Change dot notation in add column documentation to tuple #1433

jeppe-dos · 2024-12-16T11:02:26Z

A tuple must be used to make columns in structs as described in add_column:
"Because "." may be interpreted as a column path separator or may be used in field names, it is not allowed to add nested column by passing in a string. To add to nested structures or to add fields with names that contain "." use a tuple instead to indicate the path."
This PR corrects the documentation to use tuples instead of dot notation.

From issue 1407

Fokko

Thanks @jeppe-dos for fixing this 🙌

kevinjqliu

Looks like there might be a bug with this change. I tried to follow the docs

from pyiceberg.catalog.sql import SqlCatalog
from pyiceberg.schema import Schema
from pyiceberg.types import NestedField, StringType, DoubleType, LongType

warehouse_path = "/tmp/warehouse"
catalog = SqlCatalog(
    "default",
    **{
        "uri": f"sqlite:///{warehouse_path}/pyiceberg_catalog.db",
        "warehouse": f"file://{warehouse_path}",
    },
)

schema = Schema(
    NestedField(1, "city", StringType(), required=False),
    NestedField(2, "lat", DoubleType(), required=False),
    NestedField(3, "long", DoubleType(), required=False),
)
catalog.create_namespace_if_not_exists("default")
try:
    catalog.drop_table("default.locations")
except:
    pass

table = catalog.create_table("default.locations", schema)

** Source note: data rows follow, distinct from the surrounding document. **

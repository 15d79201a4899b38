//! Environment dependencies for the scanner reducer.

use crate::scanner::types::FeedbackTone;
use gatepass_core::checkin::CheckinOutcome;
use gatepass_core::token::Token;
use std::future::Future;
use std::pin::Pin;
use std::sync::Arc;
use std::time::Duration;
use thiserror::Error;

/// Boxed future returned by scanner dependencies
pub type BoxFuture<'a, T> = Pin<Box<dyn Future<Output = T> + Send + 'a>>;

/// Camera acquisition failure
#[derive(Error, Debug, Clone, PartialEq, Eq)]
pub enum CameraError {
    /// The operator or platform refused camera access
    #[error("Camera permission denied")]
    PermissionDenied,

    /// No usable camera
    #[error("No camera available: {0}")]
    NotAvailable(String),
}

/// The device that decodes QR codes.
///
/// `stop` must be idempotent: the reducer releases the camera on every exit
/// path and may do so more than once.
pub trait Camera: Send + Sync {
    /// Acquire the camera and begin decoding
    fn start(&self) -> BoxFuture<'_, Result<(), CameraError>>;

    /// Release the camera
    fn stop(&self) -> BoxFuture<'_, ()>;
}

/// Where scanned tokens are validated.
///
/// Implementations never fail: transport problems become
/// [`CheckinOutcome::SystemError`].
pub trait CheckinGateway: Send + Sync {
    /// Validate a token once
    fn validate(&self, token: Token) -> BoxFuture<'_, CheckinOutcome>;
}

/// Audible or visual cue for a shown result
pub trait ScanFeedback: Send + Sync {
    /// Play the cue
    fn play(&self, tone: FeedbackTone);
}

/// Dependencies of [`ScannerReducer`](crate::scanner::ScannerReducer).
#[derive(Clone)]
pub struct ScannerEnvironment {
    /// Camera device
    pub camera: Arc<dyn Camera>,
    /// Validation endpoint
    pub gateway: Arc<dyn CheckinGateway>,
    /// Result cue
    pub feedback: Arc<dyn ScanFeedback>,
    /// How long a result stays on screen
    pub reset_delay: Duration,
}

impl ScannerEnvironment {
    /// Create a scanner environment
    #[must_use]
    pub fn new(
        camera: Arc<dyn Camera>,
        gateway: Arc<dyn CheckinGateway>,
        feedback: Arc<dyn ScanFeedback>,
        reset_delay: Duration,
    ) -> Self {
        Self {
            camera,
            gateway,
            feedback,
            reset_delay,
        }
    }
}

impl std::fmt::Debug for ScannerEnvironment {
    fn fmt(&self, f: &mut std::fmt::Formatter<'_>) -> std::fmt::Result {
        f.debug_struct("ScannerEnvironment")
            .field("reset_delay", &self.reset_delay)
            .finish_non_exhaustive()
    }
}
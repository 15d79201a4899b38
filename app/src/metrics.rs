//! Business metrics for Gatepass.
//!
//! # Exported Metrics
//!
//! - `gatepass_checkins_total{outcome}` - check-in attempts by outcome
//! - `gatepass_registrations_total` - registrations created
//! - `gatepass_registrations_rejected_total{reason}` - refused sign-ups
//! - `gatepass_events_created_total` - events created
//! - `gatepass_events_closed_total` - events closed for registration
//!
//! The runtime additionally records `store.*` metrics for the scanner loop.

use gatepass_core::checkin::OutcomeKind;
use metrics::describe_counter;
use metrics_exporter_prometheus::{BuildError, PrometheusBuilder, PrometheusHandle};

/// Register all business metric descriptions.
///
/// Call once at startup, after the recorder is installed.
pub fn register_business_metrics() {
    describe_counter!(
        "gatepass_checkins_total",
        "Check-in attempts by outcome (success, already_used, invalid_token, system_error)"
    );
    describe_counter!(
        "gatepass_registrations_total",
        "Registrations created through public sign-up"
    );
    describe_counter!(
        "gatepass_registrations_rejected_total",
        "Sign-ups refused, by reason"
    );
    describe_counter!("gatepass_events_created_total", "Events created");
    describe_counter!(
        "gatepass_events_closed_total",
        "Events closed for new registrations"
    );

    tracing::info!("Business metrics registered");
}

/// Install the Prometheus recorder and return the handle that renders it.
///
/// # Errors
///
/// Returns [`BuildError`] if a global recorder is already installed.
pub fn install_prometheus_recorder() -> Result<PrometheusHandle, BuildError> {
    PrometheusBuilder::new().install_recorder()
}

/// Record a check-in attempt.
pub fn record_checkin(outcome: OutcomeKind) {
    metrics::counter!("gatepass_checkins_total", "outcome" => outcome.as_str()).increment(1);
}

/// Record a created registration.
pub fn record_registration() {
    metrics::counter!("gatepass_registrations_total").increment(1);
}

/// Record a refused sign-up.
pub fn record_registration_rejected(reason: &'static str) {
    metrics::counter!("gatepass_registrations_rejected_total", "reason" => reason).increment(1);
}

/// Record a created event.
pub fn record_event_created() {
    metrics::counter!("gatepass_events_created_total").increment(1);
}

/// Record a closed event.
pub fn record_event_closed() {
    metrics::counter!("gatepass_events_closed_total").increment(1);
}
impl From<StoreError> for RegistrationError {
    fn from(err: StoreError) -> Self {
        match err {
            StoreError::EventNotFound(id) => Self::EventNotFound(id),
            StoreError::DuplicateParticipant { event_id, .. } => Self::AlreadyRegistered(event_id),
            other => Self::Store(other),
        }
    }
}

impl RegistrationError {
    /// Short label for metrics
    #[must_use]
    pub const fn reason(&self) -> &'static str {
        match self {
            Self::Invalid { .. } => "invalid",
            Self::EventNotFound(_) => "event_not_found",
            Self::EventClosed(_) => "event_closed",
            Self::AlreadyRegistered(_) => "already_registered",
            Self::Token(_) | Self::Store(_) => "system_error",
        }
    }
}

/// Sign-up form as submitted by the public page
#[derive(Debug, Clone, Deserialize)]
pub struct RegistrationForm {
    /// Full name
    #[serde(rename = "nomeCompleto")]
    pub full_name: String,
    /// CPF, formatted `000.000.000-00`
    pub cpf: String,
    /// Phone, formatted `(00) 00000-0000`
    pub phone: String,
    /// Contact e-mail
    pub email: String,
    /// Schooling level
    pub education: Education,
    /// Study interest, required for some schooling levels
    #[serde(default)]
    pub interest: Option<Interest>,
    /// Course of interest
    #[serde(default)]
    pub course: Option<String>,
}

fn matches_mask(value: &str, mask: &str) -> bool {
    value.len() == mask.len()
        && value.bytes().zip(mask.bytes()).all(|(v, m)| match m {
            b'0' => v.is_ascii_digit(),
            other => v == other,
        })
}

fn valid_email(email: &str) -> bool {
    if email.chars().any(char::is_whitespace) {
        return false;
    }
    let Some((local, domain)) = email.split_once('@') else {
        return false;
    };
    if local.is_empty() || domain.contains('@') {
        return false;
    }
    domain
        .rsplit_once('.')
        .is_some_and(|(host, tld)| !host.is_empty() && !tld.is_empty())
}
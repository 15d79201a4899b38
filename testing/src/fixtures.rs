//! Ready-made domain values for tests.

use chrono::NaiveDate;
use gatepass_core::types::{Education, EventDetails, EventKind, Interest, Participant};

/// A participant with valid sign-up data
#[must_use]
pub fn participant(full_name: &str, cpf: &str) -> Participant {
    Participant {
        full_name: full_name.to_string(),
        cpf: cpf.to_string(),
        phone: "(11) 98888-7777".to_string(),
        email: "participant@example.com".to_string(),
        education: Education::HigherComplete,
        interest: Some(Interest::Postgraduate),
        course: None,
    }
}

/// Maria Silva, the attendee of the end-to-end scenario
#[must_use]
pub fn maria_silva() -> Participant {
    Participant {
        email: "maria.silva@example.com".to_string(),
        ..participant("Maria Silva", "529.982.247-25")
    }
}

/// Details of an open public event
#[must_use]
pub fn event_details(name: &str) -> EventDetails {
    EventDetails {
        name: name.to_string(),
        date: NaiveDate::from_ymd_opt(2025, 3, 14).unwrap_or_default(),
        time: "19:00 - 21:00".to_string(),
        description: "Open lecture".to_string(),
        location: "Main auditorium".to_string(),
        image_url: None,
        kind: EventKind::External,
    }
}
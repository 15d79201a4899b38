//! Attendance reporting endpoints.
//!
//! - GET /api/events/:id/summary - Check-ins against registrations (admin)
//! - GET /api/stats - Event and registration totals for the dashboard (admin)

use crate::server::state::AppState;
use axum::{
    Json,
    extract::{Path, State},
};
use gatepass_core::types::{EventId, Registration};
use gatepass_web::{AdminSession, AppError};
use serde::Serialize;

// ============================================================================
// Response Types
// ============================================================================

/// Attendance of one event.
#[derive(Clone, Copy, Debug, PartialEq, Eq, Serialize)]
pub struct AttendanceSummary {
    /// Registrations taken
    pub registered: usize,
    /// Registrations checked in
    pub checked_in: usize,
    /// `checked_in` as a whole percentage of `registered`; 0 with no registrations
    pub attendance_rate: usize,
}

impl AttendanceSummary {
    /// Summarise an event's registrations
    #[must_use]
    pub fn of(registrations: &[Registration]) -> Self {
        let registered = registrations.len();
        let checked_in = registrations.iter().filter(|r| r.checked_in).count();
        let attendance_rate = if registered == 0 {
            0
        } else {
            (checked_in * 100 + registered / 2) / registered
        };
        Self {
            registered,
            checked_in,
            attendance_rate,
        }
    }
}

/// Totals across all events.
#[derive(Clone, Copy, Debug, Default, PartialEq, Eq, Serialize)]
pub struct DashboardStats {
    /// All events
    pub events: usize,
    /// Events open for registration
    pub open_events: usize,
    /// Closed events
    pub closed_events: usize,
    /// Registrations across all events
    pub registrations: usize,
    /// Registrations for closed events
    pub closed_event_registrations: usize,
    /// Check-ins across all events
    pub checked_in: usize,
}

// ============================================================================
// Handlers
// ============================================================================

/// Attendance of one event.
///
/// ```bash
/// curl http://localhost:8080/api/events/$EVENT_ID/summary \
///   -H "Authorization: Bearer $ADMIN_API_KEY"
/// ```
pub async fn event_summary(
    _admin: AdminSession,
    State(state): State<AppState>,
    Path(event_id): Path<EventId>,
) -> Result<Json<AttendanceSummary>, AppError> {
    if state.store.get_event(event_id).await?.is_none() {
        return Err(AppError::not_found("Event", event_id));
    }
    let registrations = state.store.list_registrations(event_id).await?;
    Ok(Json(AttendanceSummary::of(&registrations)))
}

/// Totals for the admin dashboard and archive.
pub async fn dashboard_stats(
    _admin: AdminSession,
    State(state): State<AppState>,
) -> Result<Json<DashboardStats>, AppError> {
    let mut stats = DashboardStats::default();

    for event in state.store.list_events().await? {
        let summary = AttendanceSummary::of(&state.store.list_registrations(event.id).await?);
        stats.events += 1;
        stats.registrations += summary.registered;
        stats.checked_in += summary.checked_in;
        if event.is_open() {
            stats.open_events += 1;
        } else {
            stats.closed_events += 1;
            stats.closed_event_registrations += summary.registered;
        }
    }

    Ok(Json(stats))
}

#[cfg(test)]
#[allow(clippy::unwrap_used)]
mod tests {
    use super::*;
    use gatepass_core::environment::Clock;
    use gatepass_core::token::{OsTokenGenerator, TokenGenerator};
    use gatepass_testing::{fixtures, test_clock};

    fn registrations(total: usize, checked_in: usize) -> Vec<Registration> {
        let event_id = EventId::new();
        (0..total)
            .map(|i| {
                let mut registration = Registration::new(
                    event_id,
                    fixtures::participant("Attendee", &format!("000.000.000-{i:02}")),
                    OsTokenGenerator.issue_token().unwrap(),
                    test_clock().now(),
                );
                registration.checked_in = i < checked_in;
                registration
            })
            .collect()
    }

    #[test]
    fn no_registrations_is_zero_percent() {
        assert_eq!(
            AttendanceSummary::of(&[]),
            AttendanceSummary {
                registered: 0,
                checked_in: 0,
                attendance_rate: 0,
            }
        );
    }

    #[test]
    fn rate_is_rounded_to_a_whole_percent() {
        let summary = AttendanceSummary::of(&registrations(3, 2));
        assert_eq!(summary.registered, 3);
        assert_eq!(summary.checked_in, 2);
        assert_eq!(summary.attendance_rate, 67);

        assert_eq!(AttendanceSummary::of(&registrations(3, 1)).attendance_rate, 33);
        assert_eq!(AttendanceSummary::of(&registrations(4, 4)).attendance_rate, 100);
    }
}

# with table.update_schema() as update:
#     # In a struct
#     update.add_column("details.confirmed_by", StringType(), "Name of the exchange")

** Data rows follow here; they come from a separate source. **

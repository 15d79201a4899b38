//! State types for the door scanner.

use gatepass_core::checkin::{CheckinOutcome, OutcomeKind};
use gatepass_core::token::Token;
use serde::{Deserialize, Serialize};

/// Sound played when a result is shown
#[derive(Clone, Copy, Debug, PartialEq, Eq, Hash, Serialize, Deserialize)]
pub enum FeedbackTone {
    /// Entry granted
    Success,
    /// Ticket already used
    AlreadyUsed,
    /// Invalid ticket or failure
    Error,
}

impl From<OutcomeKind> for FeedbackTone {
    fn from(kind: OutcomeKind) -> Self {
        match kind {
            OutcomeKind::Success => Self::Success,
            OutcomeKind::AlreadyUsed => Self::AlreadyUsed,
            OutcomeKind::InvalidToken | OutcomeKind::SystemError => Self::Error,
        }
    }
}

/// Where the scanner loop is
#[derive(Clone, Debug, PartialEq, Eq)]
pub enum ScannerPhase {
    /// Not started
    Idle,
    /// Waiting for the camera
    Starting,
    /// Camera live, waiting for a code
    Scanning,
    /// Camera released, validation in flight
    Validating {
        /// Token being validated
        token: Token,
    },
    /// Result on screen until reset
    Showing {
        /// Validation result
        outcome: CheckinOutcome,
    },
    /// The camera could not be acquired; waits for a manual retry
    CameraUnavailable {
        /// Why acquisition failed
        reason: String,
    },
    /// The operator left the scanner
    Stopped,
}

impl ScannerPhase {
    /// Whether the camera may be held in this phase
    #[must_use]
    pub const fn holds_camera(&self) -> bool {
        matches!(self, Self::Starting | Self::Scanning)
    }
}

/// Outcome counts for the current session
#[derive(Clone, Copy, Debug, Default, PartialEq, Eq)]
pub struct ScanTally {
    /// Admitted attendees
    pub admitted: u32,
    /// Tickets presented again
    pub already_used: u32,
    /// Unknown tickets
    pub invalid: u32,
    /// Failed validations
    pub errors: u32,
}

impl ScanTally {
    pub(crate) const fn record(&mut self, kind: OutcomeKind) {
        match kind {
            OutcomeKind::Success => self.admitted += 1,
            OutcomeKind::AlreadyUsed => self.already_used += 1,
            OutcomeKind::InvalidToken => self.invalid += 1,
            OutcomeKind::SystemError => self.errors += 1,
        }
    }
}

/// Scanner loop state
///
/// `cycle` increases every time the camera is (re)acquired or the loop is
/// stopped. Completions and delays carry the cycle they were started in and
/// are dropped when it no longer matches.
#[derive(Clone, Debug, PartialEq, Eq)]
pub struct ScannerState {
    /// Current phase
    pub phase: ScannerPhase,
    /// Current cycle
    pub cycle: u64,
    /// Outcome counts
    pub tally: ScanTally,
}

impl ScannerState {
    /// A scanner that has not been started
    #[must_use]
    pub const fn new() -> Self {
        Self {
            phase: ScannerPhase::Idle,
            cycle: 0,
            tally: ScanTally {
                admitted: 0,
                already_used: 0,
                invalid: 0,
                errors: 0,
            },
        }
    }

    /// The result currently on screen
    #[must_use]
    pub const fn shown_outcome(&self) -> Option<&CheckinOutcome> {
        match &self.phase {
            ScannerPhase::Showing { outcome } => Some(outcome),
            _ => None,
        }
    }
}

impl Default for ScannerState {
    fn default() -> Self {
        Self::new()
    }
}
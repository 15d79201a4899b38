//! Correlation ID middleware.
//!
//! Every request gets an `X-Correlation-ID`: the client's if it sent a valid
//! UUID, a fresh one otherwise. The ID is stored in the request extensions as
//! a [`CorrelationId`], recorded on an `http_request` span, and echoed in the
//! response header.
//!
//! ```ignore
//! use axum::Router;
//! use gatepass_web::middleware::correlation_id_layer;
//!
//! let app = Router::new()
//!     .route("/api/checkin", post(checkin))
//!     .layer(correlation_id_layer());
//! ```

use crate::extractors::CorrelationId;
use axum::{extract::Request, http::HeaderValue, response::Response};
use std::future::Future;
use std::pin::Pin;
use std::task::{Context, Poll};
use tower::{Layer, Service};
use tracing::Instrument;
use uuid::Uuid;

/// Header name for correlation ID.
pub const CORRELATION_ID_HEADER: &str = "X-Correlation-ID";

/// Create the correlation ID layer.
#[must_use]
pub const fn correlation_id_layer() -> CorrelationIdLayer {
    CorrelationIdLayer
}

/// Layer for correlation ID tracking.
#[derive(Clone, Copy, Debug)]
pub struct CorrelationIdLayer;

impl<S> Layer<S> for CorrelationIdLayer {
    type Service = CorrelationIdMiddleware<S>;

    fn layer(&self, inner: S) -> Self::Service {
        CorrelationIdMiddleware { inner }
    }
}

/// Middleware service for correlation ID tracking.
#[derive(Clone, Debug)]
pub struct CorrelationIdMiddleware<S> {
    inner: S,
}

/// Read a client-supplied correlation ID, ignoring anything that is not a UUID.
pub(crate) fn parse_header(req_headers: &http::HeaderMap) -> Option<Uuid> {
    req_headers
        .get(CORRELATION_ID_HEADER)
        .and_then(|v| v.to_str().ok())
        .and_then(|s| Uuid::parse_str(s).ok())
}

impl<S> Service<Request> for CorrelationIdMiddleware<S>
where
    S: Service<Request, Response = Response> + Send + 'static,
    S::Future: Send + 'static,
{
    type Response = S::Response;
    type Error = S::Error;
    type Future = Pin<Box<dyn Future<Output = Result<Self::Response, Self::Error>> + Send>>;

    fn poll_ready(&mut self, cx: &mut Context<'_>) -> Poll<Result<(), Self::Error>> {
        self.inner.poll_ready(cx)
    }

    fn call(&mut self, mut req: Request) -> Self::Future {
        let correlation_id = parse_header(req.headers()).unwrap_or_else(Uuid::new_v4);
        req.extensions_mut().insert(CorrelationId(correlation_id));

        let span = tracing::info_span!(
            "http_request",
            correlation_id = %correlation_id,
            method = %req.method(),
            path = %req.uri().path(),
        );

        let fut = self.inner.call(req);

        Box::pin(async move {
            let mut response = fut.instrument(span).await?;

            if let Ok(value) = HeaderValue::from_str(&correlation_id.to_string()) {
                response.headers_mut().insert(CORRELATION_ID_HEADER, value);
            }

            Ok(response)
        })
    }
}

with table.update_schema() as update:
    update.add_column(("details", "confirmed_by"), StringType(), "Name of the exchange")

errors


Traceback (most recent call last):
  File "<stdin>", line 2, in <module>
  File "/Users/kevinliu/repos/iceberg-python/pyiceberg/table/update/schema.py", line 192, in add_column
    parent_field = self._schema.find_field(parent_full_path, self._case_sensitive)
                   ^^^^^^^^^^^^^^^^^^^^^^^^^^^^^^^^^^^^^^^^^^^^^^^^^^^^^^^^^^^^^^^
  File "/Users/kevinliu/repos/iceberg-python/pyiceberg/schema.py", line 215, in find_field
    raise ValueError(f"Could not find field with name {name_or_id}, case_sensitive={case_sensitive}")
ValueError: Could not find field with name details, case_sensitive=True

kevinjqliu · 2024-12-17T18:03:27Z

Heres where the errors happens

iceberg-python/pyiceberg/table/update/schema.py

Lines 184 to 192 in b0ea716

    
           name = path[-1] 
        
           parent = path[:-1] 
        
           full_name = ".".join(path) 
        
           parent_full_path = ".".join(parent) 
        
           parent_id: int = TABLE_ROOT_ID 
        
           if len(parent) > 0: 
        
               parent_field = self._schema.find_field(parent_full_path, self._case_sensitive)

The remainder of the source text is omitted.